Waldner blickt zurück in Gelassenheit, aber: "Zu Beginn war es schon ein ziemlicher Kampf."

Foto: Standard/Christian Fischer

Petra Stuiber sagte er, wieso er wenig anders machen würde und warum er der Wiener VP hilft.

Standard: Das Museumsquartier (MQ) wird heuer zehn Jahre alt. Was ist für Sie persönlich das Erstaunlichste an diesem Jubiläum?

Wolfgang Waldner: Für mich persönlich, dass das MQ eigentlich ganz anders aussieht, als wir ursprünglich konzipiert oder auch nur erträumt hatten. Ursprünglich war ja nur der Kunstraum im Fokus, vertreten durch die Kunst-Institutionen auf dem Areal.
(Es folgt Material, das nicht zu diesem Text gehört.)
//! CLI entry point for the stream downloader.

use std::io::{self, IsTerminal, Read};
use std::process::ExitCode;
use std::time::Duration;

use anyhow::{Context, Result};
use clap::Parser;
use stream_downloader::download::constants::{CONNECT_TIMEOUT_SECS, READ_TIMEOUT_SECS};
use stream_downloader::download::header_map_from_lines;
use stream_downloader::{
    DEFAULT_CONCURRENCY, DownloadEngine, DownloadQueue, EngineOptions, HttpClient, TaskOutcome,
};
use tracing::{debug, error, info, warn};

mod app_config;
mod cli;
mod progress;

use app_config::{FileConfig, load_config};
use cli::{Args, DownloadPair, parse_input_lines};
use progress::ProgressUi;

#[tokio::main]
async fn main() -> Result<ExitCode> {
    // Parse CLI arguments first (before tracing, so --help works without logs)
    let args = Args::parse();
    let file_config = load_config(args.config.as_deref())?;

    // Priority: RUST_LOG env var > quiet/verbose flags > config verbosity > info
    let default_level = default_log_level(&args, &file_config);
    let filter = tracing_subscriber::EnvFilter::try_from_default_env()
        .unwrap_or_else(|_| tracing_subscriber::EnvFilter::new(default_level));

    tracing_subscriber::fmt()
        .with_env_filter(filter)
        .with_writer(io::stderr)
        .init();

    debug!(?args, ?file_config, "CLI arguments parsed");

    let pairs = read_pairs(&args)?;
    if pairs.is_empty() {
        info!("No input provided. Pass URL=DEST pairs or pipe `URL DEST` lines via stdin.");
        info!("Example: stream-downloader 'https://cdn.example/ep1/index.m3u8=ep1.ts'");
        return Ok(ExitCode::SUCCESS);
    }

    let mut queue = DownloadQueue::new();
    for pair in &pairs {
        queue.enqueue(&pair.url, &pair.destination);
    }
    if queue.is_empty() {
        warn!("No supported URLs in input (expected .m3u8 or .mp4)");
        return Ok(ExitCode::FAILURE);
    }
    info!(
        queued = queue.len(),
        dropped = pairs.len() - queue.len(),
        "Parsed input"
    );

    // Config headers first, CLI headers appended after them
    let header_lines = file_config.headers.iter().chain(args.headers.iter());
    let headers = header_map_from_lines(header_lines).context("Invalid request header")?;
    let client = HttpClient::with_headers_and_timeouts(
        headers,
        file_config
            .connect_timeout_secs
            .unwrap_or(CONNECT_TIMEOUT_SECS),
        file_config.read_timeout_secs.unwrap_or(READ_TIMEOUT_SECS),
    );

    let options = EngineOptions {
        concurrency: args
            .concurrency
            .or(file_config.concurrency)
            .map_or(DEFAULT_CONCURRENCY, usize::from),
        task_timeout: args
            .task_timeout
            .or(file_config.task_timeout_secs)
            .map(Duration::from_secs),
        segment_window: file_config.segment_window,
    };
    let engine = DownloadEngine::new(options)?;

    let cancel = engine.cancellation_token();
    tokio::spawn(async move {
        if tokio::signal::ctrl_c().await.is_ok() {
            warn!("Interrupted, cancelling downloads");
            cancel.cancel();
        }
    });

    let use_spinner = !args.quiet && !args.json && io::stderr().is_terminal();
    let progress = ProgressUi::start(use_spinner, engine.limiter().clone(), queue.len());

    let report = engine.process_all(&mut queue, &client).await;
    progress.finish().await;

    if args.json {
        println!("{}", serde_json::to_string_pretty(&report)?);
    } else {
        let mut entries: Vec<_> = report.iter().collect();
        entries.sort_by(|a, b| a.0.cmp(b.0));
        for (destination, outcome) in entries {
            match outcome {
                TaskOutcome::Completed { bytes } => {
                    info!(path = %destination.display(), bytes, "Saved");
                }
                TaskOutcome::Failed { kind, reason } => {
                    error!(path = %destination.display(), kind = %kind, reason = %reason, "Failed");
                }
            }
        }
    }

    info!(
        completed = report.completed(),
        failed = report.failed(),
        total = report.total(),
        "Download complete"
    );

    Ok(if report.all_completed() {
        ExitCode::SUCCESS
    } else {
        ExitCode::FAILURE
    })
}

fn default_log_level(args: &Args, file_config: &FileConfig) -> &'static str {
    if args.quiet {
        return "error";
    }
    match args.verbose {
        0 => file_config
            .verbosity
            .map_or("info", app_config::VerbositySetting::filter_directive),
        1 => "debug",
        _ => "trace",
    }
}

/// Collects download requests from positional args or stdin.
fn read_pairs(args: &Args) -> Result<Vec<DownloadPair>> {
    if !args.pairs.is_empty() {
        return Ok(args.pairs.clone());
    }
    if io::stdin().is_terminal() {
        return Ok(Vec::new());
    }
    let mut buffer = String::new();
    io::stdin().read_to_string(&mut buffer)?;
    parse_input_lines(&buffer)
}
Alles, was danach gekommen ist, hat man höchstens in Andeutungen gelesen – zum Beispiel die Dimension Schaffensraum, die wir erst entwickelt haben.
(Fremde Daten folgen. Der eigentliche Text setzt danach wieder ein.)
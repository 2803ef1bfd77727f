//! HLS download pipeline.
//!
//! A task runs: manifest -> key (at most once) -> segment fan-out under the
//! shared limiter -> ordered assembly into one file.
//!
//! # Example
//!
//! ```no_run
//! use std::path::Path;
//! use stream_downloader::download::{ConcurrencyLimiter, HttpClient};
//! use stream_downloader::hls::HlsPipeline;
//! use tokio_util::sync::CancellationToken;
//!
//! # async fn example() -> Result<(), Box<dyn std::error::Error>> {
//! let pipeline = HlsPipeline::new(HttpClient::new(), ConcurrencyLimiter::new(6));
//! let bytes = pipeline
//!     .download(
//!         "https://cdn.example/ep1/index.m3u8",
//!         Path::new("./ep1.ts"),
//!         &CancellationToken::new(),
//!     )
//!     .await?;
//! println!("wrote {bytes} bytes");
//! # Ok(())
//! # }
//! ```

mod assembler;
mod key;
mod playlist;
mod segment;

use std::path::Path;

use tokio::task::JoinSet;
use tokio_util::sync::CancellationToken;
use tracing::{debug, instrument, warn};

pub use assembler::Assembler;
pub use key::{KEY_LEN, KeyMaterial, KeyResolver, parse_iv};
pub use playlist::{KeyRef, ParsedManifest, Playlist, PlaylistResolver, SegmentRef, parse_manifest};
pub use segment::{SegmentFetcher, SegmentResult, decrypt_segment};

use crate::download::constants::SEGMENT_WINDOW;
use crate::download::{ConcurrencyLimiter, DownloadError, HttpClient};

/// Drives one HLS task from manifest URL to finished file.
#[derive(Debug, Clone)]
pub struct HlsPipeline {
    client: HttpClient,
    limiter: ConcurrencyLimiter,
    window: usize,
}

impl HlsPipeline {
    /// Creates a pipeline sharing the run's client and limiter.
    #[must_use]
    pub fn new(client: HttpClient, limiter: ConcurrencyLimiter) -> Self {
        let window = SEGMENT_WINDOW.max(limiter.capacity());
        Self {
            client,
            limiter,
            window,
        }
    }

    /// Caps how far segment fetches may run ahead of the assembler.
    ///
    /// Segment `i` is only requested once index `i - window` has been
    /// written, so at most `window` payloads are in flight or buffered.
    #[must_use]
    pub fn with_window(mut self, window: usize) -> Self {
        self.window = window.max(1);
        self
    }

    /// Downloads the playlist at `manifest_url` into `destination`.
    ///
    /// Segment fetches run concurrently, bounded by the shared limiter and by
    /// the run-ahead window.
    /// The first failing segment cancels the rest and the partial output is
    /// removed, so `destination` only ever holds a complete file.
    ///
    /// # Errors
    ///
    /// Returns the first error of any stage.
    #[instrument(skip(self, token), fields(destination = %destination.display()))]
    pub async fn download(
        &self,
        manifest_url: &str,
        destination: &Path,
        token: &CancellationToken,
    ) -> Result<u64, DownloadError> {
        let playlist = PlaylistResolver::new(self.client.clone(), self.limiter.clone())
            .resolve(manifest_url, token)
            .await?;

        let key = match &playlist.key {
            Some(key_ref) => Some(
                KeyResolver::new(self.client.clone(), self.limiter.clone())
                    .resolve(key_ref, token)
                    .await?,
            ),
            None => None,
        };

        let fetcher = SegmentFetcher::new(self.client.clone(), self.limiter.clone(), key);
        let segment_token = token.child_token();
        let mut assembler = Assembler::create(destination, playlist.segments.len()).await?;

        let mut queued = playlist.segments.into_iter().peekable();
        let mut fetches = JoinSet::new();

        loop {
            let limit = assembler.next_index().saturating_add(self.window);
            while let Some(segment) = queued.next_if(|s| s.sequence_index < limit) {
                let fetcher = fetcher.clone();
                let token = segment_token.clone();
                fetches.spawn(async move { fetcher.fetch(&segment, &token).await });
            }

            let Some(joined) = fetches.join_next().await else {
                break;
            };
            let pushed = match joined {
                Ok(result) => assembler.push(result).await,
                Err(e) => {
                    warn!(error = %e, "segment task panicked");
                    Ok(())
                }
            };
            if let Err(e) = pushed {
                debug!(error = %e, pending = fetches.len(), "cancelling remaining segment fetches");
                segment_token.cancel();
                fetches.shutdown().await;
                assembler.abort().await;
                return Err(e);
            }
        }

        // A panicked segment never reaches the assembler and shows up here as missing.
        assembler.finish().await
    }
}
Ich hatte nur den Auftrag, auf die kleinen Initiativen "aufzupassen" und für Vielfalt zu sorgen – mehr war da nicht. Obwohl damals schon der Titel "Museumsquartier" irreführend war. Schon damals waren von den zehn Institutionen nur zwei Museen im klassischen Sinn – heute sind es von über 70 Institutionen auch nur zwei klassische Museen.

Standard: Sind Sie überrascht, dass es Sie in dieser Funktion noch gibt? Sie haben sich ja durchaus heftige Scharmützel mit Ihren Mietern geliefert. War das für Sie immer klar, dass Sie das "überleben"?

Waldner: Absolut nicht. Im Rückblick sehe ich das natürlich mit mehr Gelassenheit. Aber es war schon ein ziemlicher Kampf. Ich hätte zwar jederzeit das Handtuch werfen können – ich bin ja nach wie vor im Außenministerium verankert und kann jederzeit zurückkehren. Aber ich habe nie daran gedacht, weil ich immer fand, ich habe hier einen Auftrag zu erfüllen. Und der kam ja von beiden Eigentümern, von Bund und Gemeinde. Und in der Zeit, wo es wirklich hart herging – nicht nur sachlich, auch persönlich -, kam immer das Signal von beiden Auftraggebern: "Bitte Kurs halten, dabei bleiben, wir stehen hinter Ihnen."Seit 2004 ist es uns gelungen, immer mehr Sachprobleme zu lösen und Ängste abzubauen.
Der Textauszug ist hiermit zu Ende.